**** RECORDS PROVIDED

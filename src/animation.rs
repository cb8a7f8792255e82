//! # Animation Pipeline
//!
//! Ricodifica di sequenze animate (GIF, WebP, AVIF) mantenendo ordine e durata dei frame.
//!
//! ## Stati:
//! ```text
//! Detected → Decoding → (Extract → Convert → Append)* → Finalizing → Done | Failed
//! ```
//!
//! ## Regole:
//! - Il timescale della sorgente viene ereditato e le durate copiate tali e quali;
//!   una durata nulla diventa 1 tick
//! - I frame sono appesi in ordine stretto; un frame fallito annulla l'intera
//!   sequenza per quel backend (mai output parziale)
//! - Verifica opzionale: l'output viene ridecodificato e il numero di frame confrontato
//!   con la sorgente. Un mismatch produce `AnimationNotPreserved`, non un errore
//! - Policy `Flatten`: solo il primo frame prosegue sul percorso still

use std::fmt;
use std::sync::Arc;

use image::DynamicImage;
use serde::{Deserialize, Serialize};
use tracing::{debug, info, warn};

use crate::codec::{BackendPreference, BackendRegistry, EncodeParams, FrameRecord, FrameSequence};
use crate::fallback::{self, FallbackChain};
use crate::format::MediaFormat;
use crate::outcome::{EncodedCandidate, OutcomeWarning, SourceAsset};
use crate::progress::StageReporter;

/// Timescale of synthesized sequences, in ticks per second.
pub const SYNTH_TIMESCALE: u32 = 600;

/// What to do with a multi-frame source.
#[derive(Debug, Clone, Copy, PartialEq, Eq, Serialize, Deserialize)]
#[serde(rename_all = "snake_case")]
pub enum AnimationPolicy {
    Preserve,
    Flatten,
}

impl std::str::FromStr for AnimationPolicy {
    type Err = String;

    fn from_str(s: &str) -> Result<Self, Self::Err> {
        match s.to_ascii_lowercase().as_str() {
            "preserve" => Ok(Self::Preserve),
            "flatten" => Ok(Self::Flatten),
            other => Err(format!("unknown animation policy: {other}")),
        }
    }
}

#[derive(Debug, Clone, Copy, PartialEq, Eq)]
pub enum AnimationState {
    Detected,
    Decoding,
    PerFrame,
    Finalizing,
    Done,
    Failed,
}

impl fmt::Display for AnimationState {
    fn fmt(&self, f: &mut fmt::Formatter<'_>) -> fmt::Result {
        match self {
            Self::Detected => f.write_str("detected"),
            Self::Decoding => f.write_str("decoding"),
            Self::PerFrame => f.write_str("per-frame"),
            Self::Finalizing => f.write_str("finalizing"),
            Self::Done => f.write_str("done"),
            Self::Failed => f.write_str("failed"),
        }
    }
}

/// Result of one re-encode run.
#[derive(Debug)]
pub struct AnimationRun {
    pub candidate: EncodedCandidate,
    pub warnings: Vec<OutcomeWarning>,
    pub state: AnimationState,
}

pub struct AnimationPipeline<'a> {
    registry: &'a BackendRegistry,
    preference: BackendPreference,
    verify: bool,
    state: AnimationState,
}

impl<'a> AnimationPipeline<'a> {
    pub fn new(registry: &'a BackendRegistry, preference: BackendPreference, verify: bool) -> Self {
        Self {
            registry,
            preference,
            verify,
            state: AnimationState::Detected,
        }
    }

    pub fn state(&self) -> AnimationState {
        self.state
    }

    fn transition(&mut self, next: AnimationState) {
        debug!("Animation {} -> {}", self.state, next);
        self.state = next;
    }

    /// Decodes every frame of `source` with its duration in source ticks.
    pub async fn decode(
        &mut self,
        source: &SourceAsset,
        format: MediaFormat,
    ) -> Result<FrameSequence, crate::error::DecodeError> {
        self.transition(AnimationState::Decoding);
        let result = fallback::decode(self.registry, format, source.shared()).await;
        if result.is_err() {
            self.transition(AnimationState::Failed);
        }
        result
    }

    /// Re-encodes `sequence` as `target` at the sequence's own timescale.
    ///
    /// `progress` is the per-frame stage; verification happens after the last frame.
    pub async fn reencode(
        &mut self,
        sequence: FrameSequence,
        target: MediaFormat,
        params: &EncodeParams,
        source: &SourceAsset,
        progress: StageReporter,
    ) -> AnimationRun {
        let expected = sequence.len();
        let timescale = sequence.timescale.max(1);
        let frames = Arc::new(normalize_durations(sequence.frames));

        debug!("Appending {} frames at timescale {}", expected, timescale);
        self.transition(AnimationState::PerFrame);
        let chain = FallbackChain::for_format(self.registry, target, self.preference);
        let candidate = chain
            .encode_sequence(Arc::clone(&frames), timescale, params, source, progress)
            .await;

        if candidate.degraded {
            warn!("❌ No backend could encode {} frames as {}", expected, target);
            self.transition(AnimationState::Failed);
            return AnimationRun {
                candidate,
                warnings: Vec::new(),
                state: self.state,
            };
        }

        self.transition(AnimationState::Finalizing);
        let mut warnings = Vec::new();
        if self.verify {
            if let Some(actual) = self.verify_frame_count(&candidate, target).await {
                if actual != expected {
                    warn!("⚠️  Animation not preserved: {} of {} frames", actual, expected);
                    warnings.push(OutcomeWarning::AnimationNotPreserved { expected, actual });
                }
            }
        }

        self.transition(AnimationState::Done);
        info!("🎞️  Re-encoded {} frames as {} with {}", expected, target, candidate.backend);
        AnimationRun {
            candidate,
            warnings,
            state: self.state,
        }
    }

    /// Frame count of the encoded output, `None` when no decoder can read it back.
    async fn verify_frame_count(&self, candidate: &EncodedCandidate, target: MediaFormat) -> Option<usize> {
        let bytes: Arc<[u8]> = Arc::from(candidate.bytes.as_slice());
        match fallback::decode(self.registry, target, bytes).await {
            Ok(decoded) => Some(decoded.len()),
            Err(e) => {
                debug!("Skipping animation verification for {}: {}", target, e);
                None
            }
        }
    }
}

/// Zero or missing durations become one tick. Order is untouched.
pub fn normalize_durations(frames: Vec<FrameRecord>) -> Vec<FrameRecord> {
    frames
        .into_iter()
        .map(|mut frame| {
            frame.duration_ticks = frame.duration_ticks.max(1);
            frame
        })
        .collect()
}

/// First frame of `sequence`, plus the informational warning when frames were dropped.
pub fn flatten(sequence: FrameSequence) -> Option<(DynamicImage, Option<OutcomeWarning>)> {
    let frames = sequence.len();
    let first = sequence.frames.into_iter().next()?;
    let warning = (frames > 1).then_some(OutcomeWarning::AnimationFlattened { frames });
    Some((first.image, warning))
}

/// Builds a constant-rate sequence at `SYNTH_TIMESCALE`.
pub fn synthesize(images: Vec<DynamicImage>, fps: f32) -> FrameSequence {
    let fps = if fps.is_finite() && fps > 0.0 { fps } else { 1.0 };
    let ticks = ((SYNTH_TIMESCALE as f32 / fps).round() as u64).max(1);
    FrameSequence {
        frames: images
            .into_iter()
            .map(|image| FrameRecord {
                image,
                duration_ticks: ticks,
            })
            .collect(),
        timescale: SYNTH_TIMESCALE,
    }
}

********

[WHAT YOU SHOULD DO]
In this exercise, repeat all entries exactly.

[WRITTEN SOLUTION]
filename src/animation.rs
repository cb8a7f8792255e82
//! # Animation Pipeline
//!
//! Ricodifica di sequenze animate (GIF, WebP, AVIF) mantenendo ordine e durata dei frame.
//!
//! ## Stati:
//! ```text
//! Detected → Decoding → (Extract → Convert → Append)* → Finalizing → Done | Failed
//! ```
//!
//! ## Regole:
//! - Il timescale della sorgente viene ereditato e le durate copiate tali e quali;
//!   una durata nulla diventa 1 tick
//! - I frame sono appesi in ordine stretto; un frame fallito annulla l'intera
//!   sequenza per quel backend (mai output parziale)
//! - Verifica opzionale: l'output viene ridecodificato e il numero di frame confrontato
//!   con la sorgente. Un mismatch produce `AnimationNotPreserved`, non un errore
//! - Policy `Flatten`: solo il primo frame prosegue sul percorso still

use std::fmt;
use std::sync::Arc;

use image::DynamicImage;
use serde::{Deserialize, Serialize};
use tracing::{debug, info, warn};

use crate::codec::{BackendPreference, BackendRegistry, EncodeParams, FrameRecord, FrameSequence};
use crate::fallback::{self, FallbackChain};
use crate::format::MediaFormat;
use crate::outcome::{EncodedCandidate, OutcomeWarning, SourceAsset};
use crate::progress::StageReporter;

/// Timescale of synthesized sequences, in ticks per second.
pub const SYNTH_TIMESCALE: u32 = 600;

/// What to do with a multi-frame source.
#[derive(Debug, Clone, Copy, PartialEq, Eq, Serialize, Deserialize)]
#[serde(rename_all = "snake_case")]
pub enum AnimationPolicy {
    Preserve,
    Flatten,
}

impl std::str::FromStr for AnimationPolicy {
    type Err = String;

    fn from_str(s: &str) -> Result<Self, Self::Err> {
        match s.to_ascii_lowercase().as_str() {
            "preserve" => Ok(Self::Preserve),
            "flatten" => Ok(Self::Flatten),
            other => Err(format!("unknown animation policy: {other}")),
        }
    }
}

#[derive(Debug, Clone, Copy, PartialEq, Eq)]
pub enum AnimationState {
    Detected,
    Decoding,
    PerFrame,
    Finalizing,
    Done,
    Failed,
}

impl fmt::Display for AnimationState {
    fn fmt(&self, f: &mut fmt::Formatter<'_>) -> fmt::Result {
        match self {
            Self::Detected => f.write_str("detected"),
            Self::Decoding => f.write_str("decoding"),
            Self::PerFrame => f.write_str("per-frame"),
            Self::Finalizing => f.write_str("finalizing"),
            Self::Done => f.write_str("done"),
            Self::Failed => f.write_str("failed"),
        }
    }
}

/// Result of one re-encode run.
#[derive(Debug)]
pub struct AnimationRun {
    pub candidate: EncodedCandidate,
    pub warnings: Vec<OutcomeWarning>,
    pub state: AnimationState,
}

pub struct AnimationPipeline<'a> {
    registry: &'a BackendRegistry,
    preference: BackendPreference,
    verify: bool,
    state: AnimationState,
}

impl<'a> AnimationPipeline<'a> {
    pub fn new(registry: &'a BackendRegistry, preference: BackendPreference, verify: bool) -> Self {
        Self {
            registry,
            preference,
            verify,
            state: AnimationState::Detected,
        }
    }

    pub fn state(&self) -> AnimationState {
        self.state
    }

    fn transition(&mut self, next: AnimationState) {
        debug!("Animation {} -> {}", self.state, next);
        self.state = next;
    }

    /// Decodes every frame of `source` with its duration in source ticks.
    pub async fn decode(
        &mut self,
        source: &SourceAsset,
        format: MediaFormat,
    ) -> Result<FrameSequence, crate::error::DecodeError> {
        self.transition(AnimationState::Decoding);
        let result = fallback::decode(self.registry, format, source.shared()).await;
        if result.is_err() {
            self.transition(AnimationState::Failed);
        }
        result
    }

    /// Re-encodes `sequence` as `target` at the sequence's own timescale.
    ///
    /// `progress` is the per-frame stage; verification happens after the last frame.
    pub async fn reencode(
        &mut self,
        sequence: FrameSequence,
        target: MediaFormat,
        params: &EncodeParams,
        source: &SourceAsset,
        progress: StageReporter,
    ) -> AnimationRun {
        let expected = sequence.len();
        let timescale = sequence.timescale.max(1);
        let frames = Arc::new(normalize_durations(sequence.frames));

        debug!("Appending {} frames at timescale {}", expected, timescale);
        self.transition(AnimationState::PerFrame);
        let chain = FallbackChain::for_format(self.registry, target, self.preference);
        let candidate = chain
            .encode_sequence(Arc::clone(&frames), timescale, params, source, progress)
            .await;

        if candidate.degraded {
            warn!("❌ No backend could encode {} frames as {}", expected, target);
            self.transition(AnimationState::Failed);
            return AnimationRun {
                candidate,
                warnings: Vec::new(),
                state: self.state,
            };
        }

        self.transition(AnimationState::Finalizing);
        let mut warnings = Vec::new();
        if self.verify {
            if let Some(actual) = self.verify_frame_count(&candidate, target).await {
                if actual != expected {
                    warn!("⚠️  Animation not preserved: {} of {} frames", actual, expected);
                    warnings.push(OutcomeWarning::AnimationNotPreserved { expected, actual });
                }
            }
        }

        self.transition(AnimationState::Done);
        info!("🎞️  Re-encoded {} frames as {} with {}", expected, target, candidate.backend);
        AnimationRun {
            candidate,
            warnings,
            state: self.state,
        }
    }

    /// Frame count of the encoded output, `None` when no decoder can read it back.
    async fn verify_frame_count(&self, candidate: &EncodedCandidate, target: MediaFormat) -> Option<usize> {
        let bytes: Arc<[u8]> = Arc::from(candidate.bytes.as_slice());
        match fallback::decode(self.registry, target, bytes).await {
            Ok(decoded) => Some(decoded.len()),
            Err(e) => {
                debug!("Skipping animation verification for {}: {}", target, e);
                None
            }
        }
    }
}

/// Zero or missing durations become one tick. Order is untouched.
pub fn normalize_durations(frames: Vec<FrameRecord>) -> Vec<FrameRecord> {
    frames
        .into_iter()
        .map(|mut frame| {
            frame.duration_ticks = frame.duration_ticks.max(1);
            frame
        })
        .collect()
}

/// First frame of `sequence`, plus the informational warning when frames were dropped.
pub fn flatten(sequence: FrameSequence) -> Option<(DynamicImage, Option<OutcomeWarning>)> {
    let frames = sequence.len();
    let first = sequence.frames.into_iter().next()?;
    let warning = (frames > 1).then_some(OutcomeWarning::AnimationFlattened { frames });
    Some((first.image, warning))
}

/// Builds a constant-rate sequence at `SYNTH_TIMESCALE`.
pub fn synthesize(images: Vec<DynamicImage>, fps: f32) -> FrameSequence {
    let fps = if fps.is_finite() && fps > 0.0 { fps } else { 1.0 };
    let ticks = ((SYNTH_TIMESCALE as f32 / fps).round() as u64).max(1);
    FrameSequence {
        frames: images
            .into_iter()
            .map(|image| FrameRecord {
                image,
                duration_ticks: ticks,
            })
            .collect(),
        timescale: SYNTH_TIMESCALE,
    }
}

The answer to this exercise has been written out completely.